Ramón Martínez Ocaranza 

En aquel junio de 2014, cuando lo apresaron, Marco tenía 22 años, nació en Otlán, Jalisco, pero desde los 5 vivía con su madre en Coalcomán, Michoacán. Las cosas con la inseguridad habían comenzado a complicarse años antes, pero en 2013 de plano se fue todo al carajo, al menos para él y para su familia. Ya antes habían matado a su tío José, pero la larga zarpa templaria les habría de caer todavía con más brutalidad encima el 2 de diciembre de ese mismo año. Sucedió cuando su hermano, de 18 años, y su tía, de 25, viajaban juntos con rumbo a Colima. Un grupo de hombres armados los interceptó cuando pasaban por una ranchería. A ella la bajaron primero del carro, a jalones, ante los gritos impotentes del muchacho. Ahí mismo le arrancaron la ropa, la violaron entre tres y la golpearon hasta que cayó inconsciente. Luego, uno de los sicarios se acercó al joven y sin más lo mató de un disparo, le clavaron un cuchillo con una cartulina en un costado y arrojaron su cuerpo inerte sobre la muchacha. “Eso les pasa por soplones”, escribieron. 
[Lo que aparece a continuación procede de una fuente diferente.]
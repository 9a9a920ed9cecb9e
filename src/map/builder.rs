//! Maze construction and the topology queries used by movement and placement.

use glam::IVec2;
use tracing::debug;

use crate::constants::{is_wall_glyph, markup, CLEARED_GLYPH};
use crate::map::direction::Direction;
use crate::map::parser::ParsedMap;
use crate::map::render::WallRenderer;

/// Which end of the distance ordering free cells are listed from.
#[derive(Debug, Clone, Copy, PartialEq, Eq)]
pub enum Proximity {
    /// Closest to the maze center first.
    Center,
    /// Farthest from the maze center first.
    Periphery,
}

/// The printable maze grid for one level instance.
///
/// Walls are stored as box-drawing glyphs; pickups keep their markup glyph until collected.
#[derive(Debug, Clone, PartialEq, Eq)]
pub struct Maze {
    cells: Vec<Vec<char>>,
    width: i32,
    height: i32,
}

impl Maze {
    /// Builds a maze from parsed markup, converting raw walls into box-drawing glyphs.
    pub fn from_parsed(parsed: &ParsedMap) -> Self {
        let cells = WallRenderer::render(&parsed.rows);
        let maze = Self::from_cells(cells);
        debug!(width = maze.width, height = maze.height, "Maze built");
        maze
    }

    /// Builds a maze from already rendered glyph rows.
    pub fn from_cells(cells: Vec<Vec<char>>) -> Self {
        let height = cells.len() as i32;
        let width = cells.first().map(|row| row.len()).unwrap_or(0) as i32;
        Self { cells, width, height }
    }

    pub fn width(&self) -> i32 {
        self.width
    }

    pub fn height(&self) -> i32 {
        self.height
    }

    /// Returns the glyph at a cell, or `None` outside the grid.
    pub fn glyph(&self, position: IVec2) -> Option<char> {
        if position.x < 0 || position.y < 0 {
            return None;
        }
        self.cells
            .get(position.y as usize)
            .and_then(|row| row.get(position.x as usize))
            .copied()
    }

    /// True iff the glyph at the cell is a wall glyph. Cells outside the grid count as walls.
    pub fn is_wall(&self, position: IVec2) -> bool {
        self.glyph(position).is_none_or(is_wall_glyph)
    }

    /// True iff the cell can be entered.
    pub fn can_enter(&self, position: IVec2) -> bool {
        !self.is_wall(position)
    }

    /// Applies tunnel wraparound to an x coordinate. Only one cell past either edge wraps.
    pub fn wrap_x(&self, x: i32) -> i32 {
        if x < 0 {
            self.width - 1
        } else if x >= self.width {
            0
        } else {
            x
        }
    }

    /// The cell one step away in the given direction, wrapped horizontally.
    /// Vertical steps never wrap.
    pub fn step(&self, from: IVec2, direction: Direction) -> IVec2 {
        let to = from + direction.as_ivec2();
        IVec2::new(self.wrap_x(to.x), to.y)
    }

    /// Replaces a cell's glyph with a blank.
    pub fn clear(&mut self, position: IVec2) {
        if position.x < 0 || position.y < 0 {
            return;
        }
        if let Some(cell) = self
            .cells
            .get_mut(position.y as usize)
            .and_then(|row| row.get_mut(position.x as usize))
        {
            *cell = CLEARED_GLYPH;
        }
    }

    /// The grid's center cell, rounded towards the top-left.
    pub fn center(&self) -> IVec2 {
        IVec2::new((self.width - 1) / 2, (self.height - 1) / 2)
    }

    /// Lists every cell that is not a wall, an energizer or an entity marker,
    /// ordered by squared distance to the center.
    ///
    /// The sort is stable, so equally distant cells keep their row-major order.
    pub fn free_cells_by_proximity(&self, proximity: Proximity) -> Vec<IVec2> {
        let center = self.center();
        let mut cells: Vec<IVec2> = self
            .cells
            .iter()
            .enumerate()
            .flat_map(|(y, row)| {
                row.iter()
                    .enumerate()
                    .filter(|(_, glyph)| is_free_glyph(**glyph))
                    .map(move |(x, _)| IVec2::new(x as i32, y as i32))
            })
            .collect();

        match proximity {
            Proximity::Center => cells.sort_by_key(|cell| cell.distance_squared(center)),
            Proximity::Periphery => cells.sort_by_key(|cell| std::cmp::Reverse(cell.distance_squared(center))),
        }
        cells
    }

    /// Iterates over the glyph rows.
    pub fn rows(&self) -> impl Iterator<Item = &[char]> {
        self.cells.iter().map(Vec::as_slice)
    }
}

fn is_free_glyph(glyph: char) -> bool {
    !is_wall_glyph(glyph)
        && !matches!(
            glyph,
            markup::WALL | markup::ENERGIZER | markup::PLAYER | markup::BLINKY | markup::INKY | markup::PINKY | markup::CLYDE
        )
}
//! Terminal Pac-Man game library crate.

pub mod app;
pub mod audio;
pub mod config;
pub mod constants;
pub mod entity;
pub mod error;
pub mod formatter;
pub mod game;
pub mod input;
pub mod logging;
pub mod map;
pub mod persistence;
pub mod render;
pub mod scheduler;
pub mod systems;
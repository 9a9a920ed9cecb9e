//! Rules that act on a [`GameState`](crate::game::state::GameState): collision resolution and pursuer movement.

pub mod collision;
pub mod ghost;
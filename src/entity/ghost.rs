//! Pursuer identities and their per-level state.

use glam::IVec2;
use strum_macros::{AsRefStr, Display, EnumIter};

use crate::constants::markup;

/// The four pursuer identities, in the fixed order they are moved and checked for collisions.
#[derive(Debug, Clone, Copy, PartialEq, Eq, Hash, PartialOrd, Ord, Display, AsRefStr, EnumIter)]
pub enum Ghost {
    Blinky,
    Inky,
    Pinky,
    Clyde,
}

/// How a pursuer picks its target while the player is not powered.
#[derive(Debug, Clone, Copy, PartialEq, Eq)]
pub enum Behavior {
    /// Heads straight for the player.
    Direct,
    /// Tries directions in a random order.
    Random,
    /// Aims one cell ahead of the player.
    Predictive,
    /// Aims two cells behind the player.
    Ambush,
}

impl Ghost {
    pub const ALL: [Ghost; 4] = [Ghost::Blinky, Ghost::Inky, Ghost::Pinky, Ghost::Clyde];

    /// The behavior bound to this identity.
    pub const fn behavior(self) -> Behavior {
        match self {
            Ghost::Blinky => Behavior::Direct,
            Ghost::Inky => Behavior::Random,
            Ghost::Pinky => Behavior::Predictive,
            Ghost::Clyde => Behavior::Ambush,
        }
    }

    /// The markup letter that marks this pursuer's spawn.
    pub const fn marker(self) -> char {
        match self {
            Ghost::Blinky => markup::BLINKY,
            Ghost::Inky => markup::INKY,
            Ghost::Pinky => markup::PINKY,
            Ghost::Clyde => markup::CLYDE,
        }
    }

    pub fn from_marker(c: char) -> Option<Ghost> {
        Ghost::ALL.into_iter().find(|ghost| ghost.marker() == c)
    }
}

/// A pursuer in the current level.
#[derive(Debug, Clone, PartialEq, Eq)]
pub struct Pursuer {
    pub ghost: Ghost,
    pub position: IVec2,
    /// Where the pursuer spawned and where it revives. Never changes after spawn.
    home: IVec2,
    pub dead: bool,
}

impl Pursuer {
    pub fn new(ghost: Ghost, home: IVec2) -> Self {
        Self {
            ghost,
            position: home,
            home,
            dead: false,
        }
    }

    pub fn home(&self) -> IVec2 {
        self.home
    }

    pub fn is_alive(&self) -> bool {
        !self.dead
    }

    /// Marks the pursuer as captured. It stays frozen where it was caught until revived.
    pub fn capture(&mut self) {
        self.dead = true;
    }

    /// Brings the pursuer back at its home cell.
    pub fn revive(&mut self) {
        self.dead = false;
        self.position = self.home;
    }
}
Sobre la familia pesaban varias amenazas, todas sin fundamento, pretextos que los templarios buscaron para condenarlos por el hecho de haberse negado a pagar las cuotas exigidas. Los criminales la emprendieron entonces contra un primo de Marco que recién había regresado de los Estados Unidos. También se negó. No tardaron en perpetrar la represalia, y fue despiadada, demencial. Al primo lo levantaron. Cuando la familia de Marco encontró su cuerpo, este no tenía los testículos, tampoco el ojo derecho, ni la lengua, ni una oreja, ni ninguno de los dedos de las manos. El torso estaba marcado por diversos cortes de arma punzocortante y siete heridas de bala. Tenía, además, varias partes carbonizadas. 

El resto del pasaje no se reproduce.